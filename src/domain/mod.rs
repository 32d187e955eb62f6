pub mod customer;
pub mod loyalty;
pub mod order;
pub mod product;
pub mod referral;
pub mod report;
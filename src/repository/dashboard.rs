use std::collections::HashMap;

use chrono::{Duration, NaiveDate, NaiveTime};
use diesel::dsl::{count_star, sum};
use diesel::prelude::*;

use crate::domain::order::OrderStatus;
use crate::domain::report::{DashboardOverview, ReportRange, TopCustomer, TopProduct};
use crate::models::customer::Customer as DbCustomer;
use crate::models::order::Order as DbOrder;
use crate::models::product::Product as DbProduct;
use crate::repository::errors::RepositoryResult;
use crate::repository::{DashboardReader, DieselRepository};

/// Window used by the "due soon" dashboard figure.
const DUE_SOON_DAYS: i64 = 2;

diesel::define_sql_function! {
    /// `SUM` over a `BigInt` column, typed to stay `BigInt`. Diesel's
    /// stock `sum` folds `BigInt` to `Numeric`, which SQLite can only
    /// deserialize as `BigDecimal`; the money totals here are plain
    /// `i64` cents, so keep the integer type.
    #[aggregate]
    #[sql_name = "SUM"]
    fn sum_i64(expr: diesel::sql_types::BigInt) -> diesel::sql_types::Nullable<diesel::sql_types::BigInt>;
}

impl DashboardReader for DieselRepository {
    fn overview(
        &self,
        range: ReportRange,
        today: NaiveDate,
    ) -> RepositoryResult<DashboardOverview> {
        use crate::schema::{customers, orders};

        let mut conn = self.conn()?;
        let completed: &str = OrderStatus::Completed.into();

        let mut overview = DashboardOverview::default();

        let status_counts: Vec<(String, i64)> = orders::table
            .filter(orders::order_date.between(range.start, range.end))
            .group_by(orders::status)
            .select((orders::status, count_star()))
            .load(&mut conn)?;

        for (status, count) in status_counts {
            match OrderStatus::from(status.as_str()) {
                OrderStatus::Pending => overview.pending_orders = count,
                OrderStatus::InProgress => overview.in_progress_orders = count,
                OrderStatus::Completed => overview.completed_orders = count,
                OrderStatus::Canceled => overview.canceled_orders = count,
            }
        }

        overview.revenue = orders::table
            .filter(orders::order_date.between(range.start, range.end))
            .filter(orders::status.eq(completed))
            .select(sum_i64(orders::total))
            .get_result::<Option<i64>>(&mut conn)?
            .unwrap_or(0);

        if overview.completed_orders > 0 {
            overview.average_order_value = overview.revenue / overview.completed_orders;
        }

        let window_start = range.start.and_time(NaiveTime::MIN);
        let window_end = (range.end + Duration::days(1)).and_time(NaiveTime::MIN);

        overview.new_customers = customers::table
            .filter(customers::created_at.ge(window_start))
            .filter(customers::created_at.lt(window_end))
            .count()
            .get_result::<i64>(&mut conn)?;

        // Balance and delay figures describe open work as it stands
        // today, independent of the reporting window.
        let open_statuses: [&str; 2] = [
            OrderStatus::Pending.into(),
            OrderStatus::InProgress.into(),
        ];

        let open_orders = orders::table
            .filter(orders::status.eq_any(open_statuses))
            .load::<DbOrder>(&mut conn)?;

        for db_order in open_orders {
            let order = db_order.into_domain(Vec::new());
            overview.outstanding_balance += order.balance;
            if order.is_delayed(today) {
                overview.delayed_orders += 1;
            }
            if order.is_due_within(today, DUE_SOON_DAYS) {
                overview.due_soon_orders += 1;
            }
        }

        Ok(overview)
    }

    fn top_customers(&self, range: ReportRange, limit: i64) -> RepositoryResult<Vec<TopCustomer>> {
        use crate::schema::{customers, orders};

        let mut conn = self.conn()?;
        let completed: &str = OrderStatus::Completed.into();

        let rows: Vec<(i32, i64, Option<i64>)> = orders::table
            .filter(orders::order_date.between(range.start, range.end))
            .filter(orders::status.eq(completed))
            .group_by(orders::customer_id)
            .select((orders::customer_id, count_star(), sum_i64(orders::total)))
            .order(sum_i64(orders::total).desc())
            .limit(limit)
            .load(&mut conn)?;

        if rows.is_empty() {
            return Ok(Vec::new());
        }

        let ids: Vec<i32> = rows.iter().map(|(customer_id, _, _)| *customer_id).collect();

        let customer_lookup: HashMap<i32, DbCustomer> = customers::table
            .filter(customers::id.eq_any(&ids))
            .load::<DbCustomer>(&mut conn)?
            .into_iter()
            .map(|customer| (customer.id, customer))
            .collect();

        let top = rows
            .into_iter()
            .filter_map(|(customer_id, orders, total_spent)| {
                let customer = customer_lookup.get(&customer_id)?;
                Some(TopCustomer {
                    customer_id,
                    name: format!("{} {}", customer.first_name, customer.last_name),
                    phone: customer.phone.clone(),
                    orders,
                    total_spent: total_spent.unwrap_or(0),
                })
            })
            .collect();

        Ok(top)
    }

    fn top_products(&self, range: ReportRange, limit: i64) -> RepositoryResult<Vec<TopProduct>> {
        use crate::schema::{order_items, orders, products};

        let mut conn = self.conn()?;
        let completed: &str = OrderStatus::Completed.into();

        let rows: Vec<(i32, Option<i64>, Option<i64>)> = order_items::table
            .inner_join(orders::table)
            .filter(orders::order_date.between(range.start, range.end))
            .filter(orders::status.eq(completed))
            .group_by(order_items::product_id)
            .select((
                order_items::product_id,
                sum(order_items::quantity),
                sum_i64(order_items::subtotal),
            ))
            .order(sum_i64(order_items::subtotal).desc())
            .limit(limit)
            .load(&mut conn)?;

        if rows.is_empty() {
            return Ok(Vec::new());
        }

        let ids: Vec<i32> = rows.iter().map(|(product_id, _, _)| *product_id).collect();

        let product_lookup: HashMap<i32, DbProduct> = products::table
            .filter(products::id.eq_any(&ids))
            .load::<DbProduct>(&mut conn)?
            .into_iter()
            .map(|product| (product.id, product))
            .collect();

        let top = rows
            .into_iter()
            .filter_map(|(product_id, units_sold, revenue)| {
                let product = product_lookup.get(&product_id)?;
                Some(TopProduct {
                    product_id,
                    code: product.code.clone(),
                    size: product.size.clone(),
                    units_sold: units_sold.unwrap_or(0),
                    revenue: revenue.unwrap_or(0),
                })
            })
            .collect();

        Ok(top)
    }
}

════

▶ ASSIGNED TASK:
Would you restate each line of the material above word for word?

▶ RESPONSE BELOW:
filename src/domain/mod.rs
repository 32d187e955eb62f6
pub mod customer;
pub mod loyalty;
pub mod order;
pub mod product;
pub mod referral;
pub mod report;
filename src/repository/dashboard.rs
use std::collections::HashMap;

use chrono::{Duration, NaiveDate, NaiveTime};
use diesel::dsl::{count_star, sum};
use diesel::prelude::*;

use crate::domain::order::OrderStatus;
use crate::domain::report::{DashboardOverview, ReportRange, TopCustomer, TopProduct};
use crate::models::customer::Customer as DbCustomer;
use crate::models::order::Order as DbOrder;
use crate::models::product::Product as DbProduct;
use crate::repository::errors::RepositoryResult;
use crate::repository::{DashboardReader, DieselRepository};

/// Window used by the "due soon" dashboard figure.
const DUE_SOON_DAYS: i64 = 2;

diesel::define_sql_function! {
    /// `SUM` over a `BigInt` column, typed to stay `BigInt`. Diesel's
    /// stock `sum` folds `BigInt` to `Numeric`, which SQLite can only
    /// deserialize as `BigDecimal`; the money totals here are plain
    /// `i64` cents, so keep the integer type.
    #[aggregate]
    #[sql_name = "SUM"]
    fn sum_i64(expr: diesel::sql_types::BigInt) -> diesel::sql_types::Nullable<diesel::sql_types::BigInt>;
}

impl DashboardReader for DieselRepository {
    fn overview(
        &self,
        range: ReportRange,
        today: NaiveDate,
    ) -> RepositoryResult<DashboardOverview> {
        use crate::schema::{customers, orders};

        let mut conn = self.conn()?;
        let completed: &str = OrderStatus::Completed.into();

        let mut overview = DashboardOverview::default();

        let status_counts: Vec<(String, i64)> = orders::table
            .filter(orders::order_date.between(range.start, range.end))
            .group_by(orders::status)
            .select((orders::status, count_star()))
            .load(&mut conn)?;

        for (status, count) in status_counts {
            match OrderStatus::from(status.as_str()) {
                OrderStatus::Pending => overview.pending_orders = count,
                OrderStatus::InProgress => overview.in_progress_orders = count,
                OrderStatus::Completed => overview.completed_orders = count,
                OrderStatus::Canceled => overview.canceled_orders = count,
            }
        }

        overview.revenue = orders::table
            .filter(orders::order_date.between(range.start, range.end))
            .filter(orders::status.eq(completed))
            .select(sum_i64(orders::total))
            .get_result::<Option<i64>>(&mut conn)?
            .unwrap_or(0);

        if overview.completed_orders > 0 {
            overview.average_order_value = overview.revenue / overview.completed_orders;
        }

        let window_start = range.start.and_time(NaiveTime::MIN);
        let window_end = (range.end + Duration::days(1)).and_time(NaiveTime::MIN);

        overview.new_customers = customers::table
            .filter(customers::created_at.ge(window_start))
            .filter(customers::created_at.lt(window_end))
            .count()
            .get_result::<i64>(&mut conn)?;

        // Balance and delay figures describe open work as it stands
        // today, independent of the reporting window.
        let open_statuses: [&str; 2] = [
            OrderStatus::Pending.into(),
            OrderStatus::InProgress.into(),
        ];

        let open_orders = orders::table
            .filter(orders::status.eq_any(open_statuses))
            .load::<DbOrder>(&mut conn)?;

        for db_order in open_orders {
            let order = db_order.into_domain(Vec::new());
            overview.outstanding_balance += order.balance;
            if order.is_delayed(today) {
                overview.delayed_orders += 1;
            }
            if order.is_due_within(today, DUE_SOON_DAYS) {
                overview.due_soon_orders += 1;
            }
        }

        Ok(overview)
    }

    fn top_customers(&self, range: ReportRange, limit: i64) -> RepositoryResult<Vec<TopCustomer>> {
        use crate::schema::{customers, orders};

        let mut conn = self.conn()?;
        let completed: &str = OrderStatus::Completed.into();

        let rows: Vec<(i32, i64, Option<i64>)> = orders::table
            .filter(orders::order_date.between(range.start, range.end))
            .filter(orders::status.eq(completed))
            .group_by(orders::customer_id)
            .select((orders::customer_id, count_star(), sum_i64(orders::total)))
            .order(sum_i64(orders::total).desc())
            .limit(limit)
            .load(&mut conn)?;

        if rows.is_empty() {
            return Ok(Vec::new());
        }

        let ids: Vec<i32> = rows.iter().map(|(customer_id, _, _)| *customer_id).collect();

        let customer_lookup: HashMap<i32, DbCustomer> = customers::table
            .filter(customers::id.eq_any(&ids))
            .load::<DbCustomer>(&mut conn)?
            .into_iter()
            .map(|customer| (customer.id, customer))
            .collect();

        let top = rows
            .into_iter()
            .filter_map(|(customer_id, orders, total_spent)| {
                let customer = customer_lookup.get(&customer_id)?;
                Some(TopCustomer {
                    customer_id,
                    name: format!("{} {}", customer.first_name, customer.last_name),
                    phone: customer.phone.clone(),
                    orders,
                    total_spent: total_spent.unwrap_or(0),
                })
            })
            .collect();

        Ok(top)
    }

    fn top_products(&self, range: ReportRange, limit: i64) -> RepositoryResult<Vec<TopProduct>> {
        use crate::schema::{order_items, orders, products};

        let mut conn = self.conn()?;
        let completed: &str = OrderStatus::Completed.into();

        let rows: Vec<(i32, Option<i64>, Option<i64>)> = order_items::table
            .inner_join(orders::table)
            .filter(orders::order_date.between(range.start, range.end))
            .filter(orders::status.eq(completed))
            .group_by(order_items::product_id)
            .select((
                order_items::product_id,
                sum(order_items::quantity),
                sum_i64(order_items::subtotal),
            ))
            .order(sum_i64(order_items::subtotal).desc())
            .limit(limit)
            .load(&mut conn)?;

        if rows.is_empty() {
            return Ok(Vec::new());
        }

        let ids: Vec<i32> = rows.iter().map(|(product_id, _, _)| *product_id).collect();

        let product_lookup: HashMap<i32, DbProduct> = products::table
            .filter(products::id.eq_any(&ids))
            .load::<DbProduct>(&mut conn)?
            .into_iter()
            .map(|product| (product.id, product))
            .collect();

        let top = rows
            .into_iter()
            .filter_map(|(product_id, units_sold, revenue)| {
                let product = product_lookup.get(&product_id)?;
                Some(TopProduct {
                    product_id,
                    code: product.code.clone(),
                    size: product.size.clone(),
                    units_sold: units_sold.unwrap_or(0),
                    revenue: revenue.unwrap_or(0),
                })
            })
            .collect();

        Ok(top)
    }
}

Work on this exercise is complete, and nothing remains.